At NPS@, a BLASTP search of your sequence is performed against the SWISS-PROT database. These results are filtered and then aligned by CLUSTALW. The resulting alignment is the input for DSC.
GORIV
GOR IV is the fourth version of GOR secondary structure prediction methods based on the information theory (Garnier et al., 1996). There is no defined decision constant. GOR IV uses all possible pair frequencies within the window of 17 amino acid residues. After crossvalidation on a data base of 267 proteins, the version IV of GOR has a mean accuracy of 64.4% for a three state prediction (Q3).
HNN
The HNN (Hierarchical Neural Network) prediction method can be seen as an improvement on the famous classifier developed by Qian and Sejnowski, and derived from the system NETtalk (Guermeur). As its predecessor, it is made up of two networks: a sequence-to-structure network and a structure-to-structure network. The prediction is thus only based on local information. The improvements mainly deal with two points:
  • Technical tricks (recurrent connections, shared weights etc.) have been used to increase the context on which the prediction is made and concomitantly decrease by two orders of magnitude the number of parameters (weights).

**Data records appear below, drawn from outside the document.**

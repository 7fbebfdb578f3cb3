use anyhow::{Context, Result};
use hmac::{Hmac, Mac};
use sea_orm::{ActiveModelTrait, ColumnTrait, DatabaseConnection, EntityTrait, QueryFilter, Set};
use sha1::Sha1;
use subtle::ConstantTimeEq;

use crate::entities::api_keys;

type HmacSha1 = Hmac<Sha1>;

pub struct ApiKeyRepository {
    conn: DatabaseConnection,
}

impl ApiKeyRepository {
    #[must_use]
    pub const fn new(conn: DatabaseConnection) -> Self {
        Self { conn }
    }

    async fn get_by_user(&self, user_id: i32) -> Result<Option<api_keys::Model>> {
        api_keys::Entity::find()
            .filter(api_keys::Column::UserId.eq(user_id))
            .one(&self.conn)
            .await
            .context("Failed to query API key by user")
    }

    /// Returns the user's key, generating it on first call. The stored key never changes.
    pub async fn get_or_create(&self, user_id: i32) -> Result<String> {
        if let Some(existing) = self.get_by_user(user_id).await? {
            return Ok(existing.key);
        }

        let inserted = api_keys::ActiveModel {
            user_id: Set(user_id),
            key: Set(generate_api_key()),
            created_at: Set(chrono::Utc::now().to_rfc3339()),
            ..Default::default()
        }
        .insert(&self.conn)
        .await;

        match inserted {
            Ok(model) => Ok(model.key),
            Err(e) => self
                .get_by_user(user_id)
                .await?
                .map(|m| m.key)
                .ok_or_else(|| anyhow::anyhow!("Failed to create API key: {e}")),
        }
    }

    /// Whether `key` is the key stored for `user_id`.
    pub async fn verify(&self, user_id: i32, key: &str) -> Result<bool> {
        Ok(self
            .get_by_user(user_id)
            .await?
            .is_some_and(|stored| keys_match(&stored.key, key)))
    }
}

/// Constant-time comparison; only the length can short-circuit.
fn keys_match(stored: &str, presented: &str) -> bool {
    stored.as_bytes().ct_eq(presented.as_bytes()).into()
}

/// Generate a new API key: hex HMAC-SHA1 keyed by a random UUID (40 characters).
#[must_use]
pub fn generate_api_key() -> String {
    let seed = uuid::Uuid::new_v4().to_string();

    #[allow(clippy::expect_used)] // HMAC accepts any key size, this cannot fail
    let mac = HmacSha1::new_from_slice(seed.as_bytes()).expect("HMAC can take key of any size");

    hex::encode(mac.finalize().into_bytes())
}
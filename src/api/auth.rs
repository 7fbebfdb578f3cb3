//! Request authentication.
//!
//! A [`StrategyChain`] runs its strategies in order for every request. Each
//! strategy either authenticates the request (ending the chain), defers to the
//! next one by returning `Ok(None)`, or rejects the request with a 401.
//!
//! The standard chain is session cookie, then HTTP Basic, then the API key
//! header pair.

use std::sync::Arc;

use async_trait::async_trait;
use axum::{
    extract::{Request, State},
    http::{HeaderName, header::AUTHORIZATION, request::Parts},
    middleware::Next,
    response::Response,
};
use base64::{Engine, engine::general_purpose::STANDARD};
use tower_sessions::Session;
use tracing::{debug, info, warn};

use super::context::{CurrentUser, RequestContext};
use super::dispatch::{Endpoint, handler};
use super::response::{RenderOptions, Reply};
use super::{ApiError, AppState};
use crate::config::ApiConfig;
use crate::db::User;
use crate::services::AuthService;

/// Session key holding the authenticated user's id.
pub const SESSION_USER_KEY: &str = "user_id";

const BASIC_AUTH_ERROR: &str = "Error with HTTP Basic Auth";
const BASIC_AUTH_FORMAT_ERROR: &str = "Invalid Authorization header. Value should be \"Basic QWxhZGRpbjpvcGVuIHNlc2FtZQ==\" where base64 encoded part is encrypted from \"username:password\"";

#[async_trait]
pub trait AuthStrategy: Send + Sync {
    /// Label used in logs and the `auth_failures_total` metric.
    fn name(&self) -> &'static str;

    async fn authenticate(&self, parts: &Parts) -> Result<Option<User>, ApiError>;
}

/// Restores the user stored in the session by [`login`]. Never rejects.
pub struct SessionStrategy {
    auth: Arc<dyn AuthService>,
}

impl SessionStrategy {
    #[must_use]
    pub fn new(auth: Arc<dyn AuthService>) -> Self {
        Self { auth }
    }
}

#[async_trait]
impl AuthStrategy for SessionStrategy {
    fn name(&self) -> &'static str {
        "session"
    }

    async fn authenticate(&self, parts: &Parts) -> Result<Option<User>, ApiError> {
        let Some(session) = parts.extensions.get::<Session>() else {
            return Ok(None);
        };

        let user_id = match session.get::<i32>(SESSION_USER_KEY).await {
            Ok(Some(id)) => id,
            Ok(None) => return Ok(None),
            Err(e) => {
                debug!(error = %e, "Unreadable session");
                return Ok(None);
            }
        };

        match self.auth.session_user(user_id).await {
            Ok(user) => Ok(user),
            Err(e) => {
                warn!(user_id, error = %e, "Failed to load session user");
                Ok(None)
            }
        }
    }
}

/// `Authorization: Basic <base64(login:password)>`.
pub struct BasicAuthStrategy {
    auth: Arc<dyn AuthService>,
}

impl BasicAuthStrategy {
    #[must_use]
    pub fn new(auth: Arc<dyn AuthService>) -> Self {
        Self { auth }
    }
}

#[async_trait]
impl AuthStrategy for BasicAuthStrategy {
    fn name(&self) -> &'static str {
        "basic"
    }

    async fn authenticate(&self, parts: &Parts) -> Result<Option<User>, ApiError> {
        let Some(header) = parts.headers.get(AUTHORIZATION) else {
            return Ok(None);
        };

        let (login, password) = parse_basic_credentials(header.as_bytes())?;
        let user = self.auth.authenticate_password(&login, &password).await?;

        Ok(Some(user))
    }
}

/// Splits a Basic `Authorization` header value into login and password.
pub fn parse_basic_credentials(value: &[u8]) -> Result<(String, String), ApiError> {
    let value = std::str::from_utf8(value).map_err(|_| ApiError::unauthorized(BASIC_AUTH_ERROR))?;

    let mut tokens = value.split_whitespace();
    let (Some("Basic"), Some(encoded), None) = (tokens.next(), tokens.next(), tokens.next())
    else {
        return Err(ApiError::unauthorized(BASIC_AUTH_ERROR));
    };

    let decoded = STANDARD
        .decode(encoded)
        .ok()
        .and_then(|bytes| String::from_utf8(bytes).ok())
        .ok_or_else(|| ApiError::unauthorized(BASIC_AUTH_ERROR))?;

    let (login, password) = decoded
        .split_once(':')
        .ok_or_else(|| ApiError::unauthorized(BASIC_AUTH_FORMAT_ERROR))?;

    Ok((login.to_string(), password.to_string()))
}

/// `X-<SITE>-USERNAME` + `X-<SITE>-API-TOKEN`. Runs only when both are non-empty.
pub struct ApiKeyStrategy {
    auth: Arc<dyn AuthService>,
    username_header: HeaderName,
    token_header: HeaderName,
}

impl ApiKeyStrategy {
    pub fn new(auth: Arc<dyn AuthService>, api: &ApiConfig) -> anyhow::Result<Self> {
        Ok(Self {
            auth,
            username_header: HeaderName::from_bytes(api.api_username_header().as_bytes())?,
            token_header: HeaderName::from_bytes(api.api_token_header().as_bytes())?,
        })
    }
}

#[async_trait]
impl AuthStrategy for ApiKeyStrategy {
    fn name(&self) -> &'static str {
        "api_key"
    }

    async fn authenticate(&self, parts: &Parts) -> Result<Option<User>, ApiError> {
        let (Some(username), Some(token)) = (
            parts.headers.get(&self.username_header),
            parts.headers.get(&self.token_header),
        ) else {
            return Ok(None);
        };

        if username.is_empty() || token.is_empty() {
            return Ok(None);
        }

        let (Ok(username), Ok(token)) = (username.to_str(), token.to_str()) else {
            return Err(ApiError::unauthorized(
                crate::services::AuthError::InvalidApiKey.to_string(),
            ));
        };

        let user = self.auth.authenticate_api_key(username, token).await?;
        Ok(Some(user))
    }
}

pub struct StrategyChain {
    strategies: Vec<Box<dyn AuthStrategy>>,
}

impl StrategyChain {
    #[must_use]
    pub fn new(strategies: Vec<Box<dyn AuthStrategy>>) -> Self {
        Self { strategies }
    }

    /// Session, then Basic, then API key.
    pub fn standard(auth: &Arc<dyn AuthService>, api: &ApiConfig) -> anyhow::Result<Self> {
        Ok(Self::new(vec![
            Box::new(SessionStrategy::new(auth.clone())),
            Box::new(BasicAuthStrategy::new(auth.clone())),
            Box::new(ApiKeyStrategy::new(auth.clone(), api)?),
        ]))
    }

    pub async fn authenticate(&self, parts: &Parts) -> Result<CurrentUser, ApiError> {
        for strategy in &self.strategies {
            match strategy.authenticate(parts).await {
                Ok(Some(user)) => {
                    debug!(strategy = strategy.name(), user_id = user.id, "Request authenticated");
                    return Ok(CurrentUser::Authenticated(user));
                }
                Ok(None) => {}
                Err(err) => {
                    metrics::counter!("auth_failures_total", "strategy" => strategy.name())
                        .increment(1);
                    info!(strategy = strategy.name(), error = %err, "Authentication failed");
                    return Err(err);
                }
            }
        }

        Ok(CurrentUser::Anonymous)
    }
}

/// Runs the strategy chain and stores the outcome as a [`CurrentUser`] extension.
pub async fn authenticate(
    State(state): State<Arc<AppState>>,
    request: Request,
    next: Next,
) -> Response {
    let (mut parts, body) = request.into_parts();

    match state.strategies.authenticate(&parts).await {
        Ok(current) => {
            if let Some(user) = current.user() {
                tracing::Span::current().record("user_id", user.id);
            }
            parts.extensions.insert(current);
            next.run(Request::from_parts(parts, body)).await
        }
        Err(err) => state
            .renderer
            .render_error(&RenderOptions::from_uri(&parts.uri), &err),
    }
}

/// `/api/auth/login/`
pub fn login_endpoint() -> Endpoint {
    Endpoint::new("login").post(handler(login))
}

/// `/api/auth/logout/`
pub fn logout_endpoint() -> Endpoint {
    Endpoint::new("logout").post(handler(logout))
}

async fn login(state: Arc<AppState>, ctx: RequestContext) -> Result<Reply, ApiError> {
    let (Some(username), Some(password)) = (ctx.field("username"), ctx.field("password")) else {
        return Err(ApiError::bad_request("Username and password are required"));
    };

    let user = state
        .auth_service()
        .authenticate_password(&username, &password)
        .await?;

    let session = ctx.session()?;
    session
        .cycle_id()
        .await
        .map_err(|e| ApiError::internal(format!("Failed to rotate session: {e}")))?;
    session
        .insert(SESSION_USER_KEY, user.id)
        .await
        .map_err(|e| ApiError::internal(format!("Failed to create session: {e}")))?;

    info!(user_id = user.id, "User logged in");

    let profile = state.user_service().profile(&user, true).await?;
    Reply::ok(&profile)
}

async fn logout(_state: Arc<AppState>, ctx: RequestContext) -> Result<Reply, ApiError> {
    ctx.session()?
        .flush()
        .await
        .map_err(|e| ApiError::internal(format!("Failed to end session: {e}")))?;

    Ok(Reply::no_content())
}
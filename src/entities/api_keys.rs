use sea_orm::entity::prelude::*;

#[derive(Clone, Debug, PartialEq, Eq, DeriveEntityModel)]
#[sea_orm(table_name = "api_keys")]
pub struct Model {
    #[sea_orm(primary_key)]
    pub id: i32,

    /// One key per user.
    #[sea_orm(unique)]
    pub user_id: i32,

    /// Hex HMAC-SHA1 token, written once on insert.
    #[sea_orm(indexed)]
    pub key: String,

    pub created_at: String,
}

#[derive(Copy, Clone, Debug, EnumIter, DeriveRelation)]
pub enum Relation {
    #[sea_orm(
        belongs_to = "super::users::Entity",
        from = "Column::UserId",
        to = "super::users::Column::Id",
        on_update = "NoAction",
        on_delete = "Cascade"
    )]
    Users,
}

impl Related<super::users::Entity> for Entity {
    fn to() -> RelationDef {
        Relation::Users.def()
    }
}

impl ActiveModelBehavior for ActiveModel {}
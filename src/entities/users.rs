use sea_orm::entity::prelude::*;

#[derive(Clone, Debug, PartialEq, Eq, DeriveEntityModel)]
#[sea_orm(table_name = "users")]
pub struct Model {
    #[sea_orm(primary_key)]
    pub id: i32,

    #[sea_orm(unique)]
    pub username: String,

    pub email: String,

    /// Lowercased `username` for case-insensitive lookups.
    #[sea_orm(indexed)]
    pub username_folded: String,

    /// Lowercased `email`.
    #[sea_orm(indexed)]
    pub email_folded: String,

    /// Argon2id password hash
    pub password_hash: String,

    pub is_staff: bool,

    pub is_superuser: bool,

    pub is_active: bool,

    pub date_joined: String,
}

#[derive(Copy, Clone, Debug, EnumIter, DeriveRelation)]
pub enum Relation {
    #[sea_orm(has_one = "super::profiles::Entity")]
    Profiles,
    #[sea_orm(has_one = "super::api_keys::Entity")]
    ApiKeys,
}

impl Related<super::profiles::Entity> for Entity {
    fn to() -> RelationDef {
        Relation::Profiles.def()
    }
}

impl Related<super::api_keys::Entity> for Entity {
    fn to() -> RelationDef {
        Relation::ApiKeys.def()
    }
}

impl ActiveModelBehavior for ActiveModel {}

  • Physico-chemical data have been explicitly incorporated in the predictors used by the structure-to-structure network.
These modifications have significantly improved the error in generalization.
MLRC
MLRC (Multivariate Linear Regression Combination) is a secondary structure prediction method which combines GOR4, SIMPA96 and SOPMA (Guermeur et al., 1999). It post-processes the outputs of protein secondary structure prediction methods and generates class posterior probability estimates. Experimental results establish that it can increase the recognition rate of methods that provide inhomogeneous scores, even if their individual prediction successes are largely different.

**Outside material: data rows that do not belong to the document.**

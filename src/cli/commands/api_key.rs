//! API key command handler

use crate::config::Config;
use crate::db::Store;
use crate::services::{AuthService, SeaOrmAuthService};

pub async fn cmd_api_key(config: &Config, login: &str) -> anyhow::Result<()> {
    let store = Store::new(&config.general.database_path).await?;
    let auth = SeaOrmAuthService::new(store, config.api.clone());

    let Some(user) = auth.resolve_user(login).await? else {
        anyhow::bail!("No user matches '{login}'");
    };

    let key = auth.get_or_create_api_key(user.id).await?;

    println!("{}: {key}", user.username);
    println!();
    println!("Send it as:");
    println!("  {}: {}", config.api.api_username_header(), user.username);
    println!("  {}: {key}", config.api.api_token_header());

    Ok(())
}
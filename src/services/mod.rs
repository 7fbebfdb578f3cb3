pub mod auth_service;
pub mod auth_service_impl;
pub use auth_service::{AuthError, AuthService};
pub use auth_service_impl::SeaOrmAuthService;

pub mod user_service;
pub mod user_service_impl;
pub use user_service::{ProfileDto, UserError, UserService};
pub use user_service_impl::SeaOrmUserService;
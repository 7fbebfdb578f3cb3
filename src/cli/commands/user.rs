//! Create user command handler

use crate::config::Config;
use crate::db::{NewUser, Store};
use crate::services::{SeaOrmUserService, UserService};

pub async fn cmd_create_user(config: &Config, new_user: NewUser) -> anyhow::Result<()> {
    let store = Store::new(&config.general.database_path).await?;
    let service = SeaOrmUserService::new(store, config.security.clone());

    let user = service.create_user(new_user).await?;

    println!("✓ Created user '{}' (ID: {})", user.username, user.id);
    if user.has_staff_access() {
        println!("  Staff access: yes");
    }

    Ok(())
}
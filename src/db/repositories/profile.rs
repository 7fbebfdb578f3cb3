use anyhow::{Context, Result};
use sea_orm::{
    ActiveModelTrait, ColumnTrait, DatabaseConnection, EntityTrait, PaginatorTrait, QueryFilter,
    QueryOrder, QuerySelect, RelationTrait, Set,
};
use sea_orm::sea_query::JoinType;

use super::user::User;
use crate::entities::{profiles, users};

pub struct ProfileRepository {
    conn: DatabaseConnection,
}

impl ProfileRepository {
    #[must_use]
    pub const fn new(conn: DatabaseConnection) -> Self {
        Self { conn }
    }

    pub async fn get_by_user(&self, user_id: i32) -> Result<Option<profiles::Model>> {
        profiles::Entity::find()
            .filter(profiles::Column::UserId.eq(user_id))
            .one(&self.conn)
            .await
            .context("Failed to query profile by user")
    }

    /// Returns the user's profile, inserting it on first access.
    pub async fn get_or_create(&self, user_id: i32) -> Result<profiles::Model> {
        if let Some(profile) = self.get_by_user(user_id).await? {
            return Ok(profile);
        }

        let inserted = profiles::ActiveModel {
            user_id: Set(user_id),
            created_at: Set(chrono::Utc::now().to_rfc3339()),
            ..Default::default()
        }
        .insert(&self.conn)
        .await;

        match inserted {
            Ok(profile) => Ok(profile),
            // Lost a race against a concurrent insert; the unique user_id wins.
            Err(e) => self
                .get_by_user(user_id)
                .await?
                .ok_or_else(|| anyhow::anyhow!("Failed to create profile: {e}")),
        }
    }

    /// Profiles of active users ordered by user id.
    pub async fn list_active(&self, offset: u64, limit: u64) -> Result<Vec<User>> {
        let rows = profiles::Entity::find()
            .find_also_related(users::Entity)
            .filter(users::Column::IsActive.eq(true))
            .order_by_asc(users::Column::Id)
            .offset(offset)
            .limit(limit)
            .all(&self.conn)
            .await
            .context("Failed to list profiles")?;

        Ok(rows
            .into_iter()
            .filter_map(|(_, user)| user.map(User::from))
            .collect())
    }

    pub async fn count_active(&self) -> Result<u64> {
        profiles::Entity::find()
            .join(JoinType::InnerJoin, profiles::Relation::Users.def())
            .filter(users::Column::IsActive.eq(true))
            .count(&self.conn)
            .await
            .context("Failed to count profiles")
    }
}
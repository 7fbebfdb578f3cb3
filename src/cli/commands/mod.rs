mod api_key;
mod user;

pub use api_key::cmd_api_key;
pub use user::cmd_create_user;
#[tokio::test]
async fn test_non_ascii_usernames_fold_case() {
    let (app, state) = spawn_app().await;
    create_user(&state, "admin", true).await;
    create_user(&state, "Émile", false).await;

    for login in ["Émile", "émile", "ÉMILE"] {
        let (status, _, body) = send(&app, get_with_auth("/api/account/", &basic(login, PASSWORD))).await;
        assert_eq!(status, StatusCode::OK, "login {login}");
        assert_eq!(parse(&body)["username"], "Émile");
    }

    let (status, _, body) = send(&app, get("/api/users/%C3%A9mile/")).await;
    assert_eq!(status, StatusCode::OK);
    assert_eq!(parse(&body)["username"], "Émile");

    let mut request = json_request(
        "POST",
        "/api/users/",
        &json!({"username": "émile", "email": "other@example.com", "password": "long-enough"}),
    );
    request
        .headers_mut()
        .insert(header::AUTHORIZATION, basic("admin", PASSWORD).parse().unwrap());
    let (status, _, _) = send(&app, request).await;
    assert_eq!(status, StatusCode::BAD_REQUEST);
}

#[tokio::test]
async fn test_offset_beyond_signed_range() {
    let (app, state) = spawn_app().await;
    create_user(&state, "alice", false).await;

    let (status, _, body) = send(&app, get("/api/users/?offset=18446744073709551615")).await;
    assert_eq!(status, StatusCode::BAD_REQUEST);
    assert_eq!(
        parse(&body),
        json!({"message": "Invalid offset '18446744073709551615' provided. Please provide a positive integer."})
    );

    let (status, _, body) = send(&app, get("/api/users/?offset=9223372036854775807")).await;
    assert_eq!(status, StatusCode::OK);
    assert_eq!(parse(&body)["objects"], json!([]));
}

#[tokio::test]
async fn test_basic_auth_takes_precedence_over_api_key() {
    let (app, state) = spawn_app().await;
    let user = create_user(&state, "alice", false).await;
    let key = state.store().get_or_create_api_key(user.id).await.unwrap();

    let request = Request::builder()
        .uri("/api/account/")
        .header(header::AUTHORIZATION, basic("alice", "wrong"))
        .header("X-EXAMPLE-USERNAME", "alice")
        .header("X-EXAMPLE-API-TOKEN", &key)
        .body(Body::empty())
        .unwrap();
    let (status, _, body) = send(&app, request).await;
    assert_eq!(status, StatusCode::UNAUTHORIZED);
    assert_eq!(parse(&body), json!({"message": "Username and password don't match"}));
}

#[tokio::test]
async fn test_session_takes_precedence_over_basic() {
    let (app, state) = spawn_app().await;
    create_user(&state, "alice", false).await;
    let cookie = login_cookie(&app, "alice").await;

    let request = Request::builder()
        .uri("/api/account/")
        .header(header::COOKIE, &cookie)
        .header(header::AUTHORIZATION, basic("alice", "wrong"))
        .body(Body::empty())
        .unwrap();
    let (status, _, body) = send(&app, request).await;
    assert_eq!(status, StatusCode::OK);
    assert_eq!(parse(&body)["username"], "alice");
}

#[tokio::test]
async fn test_inactive_user_rejected_by_every_strategy() {
    let (app, state) = spawn_app().await;
    let user = create_user(&state, "alice", false).await;
    let key = state.store().get_or_create_api_key(user.id).await.unwrap();
    let cookie = login_cookie(&app, "alice").await;

    deactivate(&state, user.id).await;

    let (status, _, _) = send(&app, get_with_auth("/api/account/", &basic("alice", PASSWORD))).await;
    assert_eq!(status, StatusCode::UNAUTHORIZED);

    let request = Request::builder()
        .uri("/api/account/")
        .header("X-EXAMPLE-USERNAME", "alice")
        .header("X-EXAMPLE-API-TOKEN", &key)
        .body(Body::empty())
        .unwrap();
    let (status, _, _) = send(&app, request).await;
    assert_eq!(status, StatusCode::UNAUTHORIZED);

    let request = Request::builder()
        .uri("/api/account/")
        .header(header::COOKIE, &cookie)
        .body(Body::empty())
        .unwrap();
    let (status, _, body) = send(&app, request).await;
    assert_eq!(status, StatusCode::UNAUTHORIZED);
    assert_eq!(parse(&body), json!({"message": "Please authenticate"}));

    let (status, _, _) = send(
        &app,
        json_request("POST", "/api/auth/login/", &json!({"username": "alice", "password": PASSWORD})),
    )
    .await;
    assert_eq!(status, StatusCode::UNAUTHORIZED);
}
use std::sync::Arc;

use axum::http::StatusCode;
use serde_json::json;

use super::context::RequestContext;
use super::dispatch::{Endpoint, handler};
use super::response::Reply;
use super::{ApiError, AppState};

/// `/api/echo/`: returns whatever body the parser produced.
pub fn endpoint() -> Endpoint {
    Endpoint::new("echo")
        .get(handler(usage))
        .post(handler(echo))
        .put(handler(echo))
        .patch(handler(echo))
}

async fn usage(_state: Arc<AppState>, _ctx: RequestContext) -> Result<Reply, ApiError> {
    Reply::ok("POST/PUT/PATCH data to echo.")
}

async fn echo(_state: Arc<AppState>, ctx: RequestContext) -> Result<Reply, ApiError> {
    let data = ctx.data.unwrap_or_else(|| json!({}));
    Ok(Reply::new(StatusCode::OK, Some(data)))
}
use sea_orm::entity::prelude::*;

#[derive(Clone, Debug, PartialEq, Eq, DeriveEntityModel)]
#[sea_orm(table_name = "profiles")]
pub struct Model {
    #[sea_orm(primary_key)]
    pub id: i32,

    #[sea_orm(unique)]
    pub user_id: i32,

    pub created_at: String,
}

#[derive(Copy, Clone, Debug, EnumIter, DeriveRelation)]
pub enum Relation {
    #[sea_orm(
        belongs_to = "super::users::Entity",
        from = "Column::UserId",
        to = "super::users::Column::Id",
        on_update = "NoAction",
        on_delete = "Cascade"
    )]
    Users,
}

impl Related<super::users::Entity> for Entity {
    fn to() -> RelationDef {
        Relation::Users.def()
    }
}

impl ActiveModelBehavior for ActiveModel {}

Note: The MLRC algorithm may take several minutes to compute larger sequences (>500 amino acids).
PHD
PHD are neural network systems (a sequence-to-structure level and a structure-structure level) to predict secondary structure (PHDsec), relative solvent accessibility (PHDacc) and transmembrane helices (PHDhtm) (Rost and Sander, 1993). The NPS@ server only uses PHDsec. PHDsec focuses on predicting hydrogen bonds. The procedure essentially involves executing a BLASTP search of your sequence, filtering these results and aligning them with CLUSTALW, then using the multiple alignment as the input of the neural network. The PHD prediction done with NPS@ is better than the PHD prediction on the single sequence. But it's not exactly the same and could be a little bit less accurate than the PredictProtein one.

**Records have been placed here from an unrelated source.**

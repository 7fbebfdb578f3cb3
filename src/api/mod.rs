use axum::{
    Router,
    extract::State,
    http::HeaderValue,
    middleware,
    response::Response,
    routing::get,
};
use metrics_exporter_prometheus::PrometheusHandle;
use std::sync::Arc;
use tower_http::cors::{Any, CorsLayer};
use tower_http::trace::TraceLayer;
use tower_sessions::{Expiry, MemoryStore, SessionManagerLayer, cookie::SameSite};

use crate::config::Config;
use crate::services::{AuthService, UserService};
use crate::state::SharedState;

mod account;
pub mod auth;
pub mod body;
pub mod context;
pub mod dispatch;
mod echo;
mod error;
pub mod guards;
mod observability;
pub mod pagination;
pub mod response;
mod users;

pub use context::{CurrentUser, ParsedBody, RequestContext};
pub use dispatch::{Endpoint, Handler, handler};
pub use error::ApiError;
pub use response::{RenderOptions, Renderer, Reply};

use auth::StrategyChain;

#[derive(Clone)]
pub struct AppState {
    pub shared: Arc<SharedState>,

    pub strategies: Arc<StrategyChain>,

    pub renderer: Renderer,

    pub prometheus_handle: Option<PrometheusHandle>,
}

impl AppState {
    #[must_use]
    pub fn config(&self) -> &Config {
        &self.shared.config
    }

    #[must_use]
    pub fn store(&self) -> &crate::db::Store {
        &self.shared.store
    }

    #[must_use]
    pub fn auth_service(&self) -> &Arc<dyn AuthService> {
        &self.shared.auth_service
    }

    #[must_use]
    pub fn user_service(&self) -> &Arc<dyn UserService> {
        &self.shared.user_service
    }
}

pub fn create_app_state(
    shared: Arc<SharedState>,
    prometheus_handle: Option<PrometheusHandle>,
) -> anyhow::Result<Arc<AppState>> {
    let strategies = StrategyChain::standard(&shared.auth_service, &shared.config.api)?;
    let renderer = Renderer::new(&shared.config.api);

    Ok(Arc::new(AppState {
        shared,
        strategies: Arc::new(strategies),
        renderer,
        prometheus_handle,
    }))
}

pub async fn create_app_state_from_config(
    config: Config,
    prometheus_handle: Option<PrometheusHandle>,
) -> anyhow::Result<Arc<AppState>> {
    let shared = Arc::new(SharedState::new(config).await?);
    create_app_state(shared, prometheus_handle)
}

pub fn router(state: Arc<AppState>) -> Router {
    let server = state.config().server.clone();

    let session_layer = SessionManagerLayer::new(MemoryStore::default())
        .with_secure(server.secure_cookies)
        .with_same_site(SameSite::Lax)
        .with_expiry(Expiry::OnInactivity(time::Duration::minutes(
            server.session_expiry_minutes,
        )));

    // Outermost first: session, authentication, body parsing.
    let api_router = Router::new()
        .merge(endpoint_routes("/echo", echo::endpoint()))
        .merge(endpoint_routes("/account", account::endpoint()))
        .merge(endpoint_routes("/users", users::list_endpoint()))
        .merge(endpoint_routes("/users/{user_ref}", users::detail_endpoint()))
        .merge(endpoint_routes("/auth/login", auth::login_endpoint()))
        .merge(endpoint_routes("/auth/logout", auth::logout_endpoint()))
        .fallback(not_found)
        .layer(middleware::from_fn_with_state(state.clone(), body::parse_body))
        .layer(middleware::from_fn_with_state(state.clone(), auth::authenticate))
        .layer(session_layer);

    let app = Router::new()
        .nest("/api", api_router)
        .route("/metrics", get(observability::get_metrics))
        .fallback(not_found)
        .with_state(state)
        .layer(middleware::from_fn(observability::logging_middleware))
        .layer(TraceLayer::new_for_http());

    match cors_layer(&server.cors_allowed_origins) {
        Some(cors) => app.layer(cors),
        None => app,
    }
}

/// No configured origins means no CORS handling at all.
fn cors_layer(allowed_origins: &[String]) -> Option<CorsLayer> {
    if allowed_origins.is_empty() {
        return None;
    }

    let layer = if allowed_origins.iter().any(|o| o == "*") {
        CorsLayer::new().allow_origin(Any)
    } else {
        let origins: Vec<HeaderValue> = allowed_origins
            .iter()
            .filter_map(|s| s.parse().ok())
            .collect();
        CorsLayer::new().allow_origin(origins)
    };

    Some(layer.allow_methods(Any).allow_headers(Any))
}

/// Routes `path` with and without a trailing slash.
fn endpoint_routes(path: &str, endpoint: Endpoint) -> Router<Arc<AppState>> {
    let method_router = dispatch::serve(endpoint);

    Router::new()
        .route(path, method_router.clone())
        .route(&format!("{path}/"), method_router)
}

async fn not_found(State(state): State<Arc<AppState>>, render: RenderOptions) -> Response {
    state
        .renderer
        .render_error(&render, &ApiError::not_found("Not found."))
}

Note: The PHD algorithm may take several minutes to compute larger sequences (>500 amino acids).
Predator
PREDATOR is a secondary structure prediction method based on recognition of potentially hydrogen-bonded residues in a single amino acid sequence (Frishman and Argos, 1996).
SIMPA96
SIMPA96 is a nearest neighbor secondary structure prediction method (Levin, 1997). It's based on the homologue method described by Levin et al. (1986).
SOMPA
SOPMA (Self-Optimized Prediction Method with Alignment) is based on the homologue method of Levin et al. (1986). The improvement takes place in the fact that SOPMA takes into account information from an alignment of sequences belonging to the same family (Geourjon and Deleage, 1995).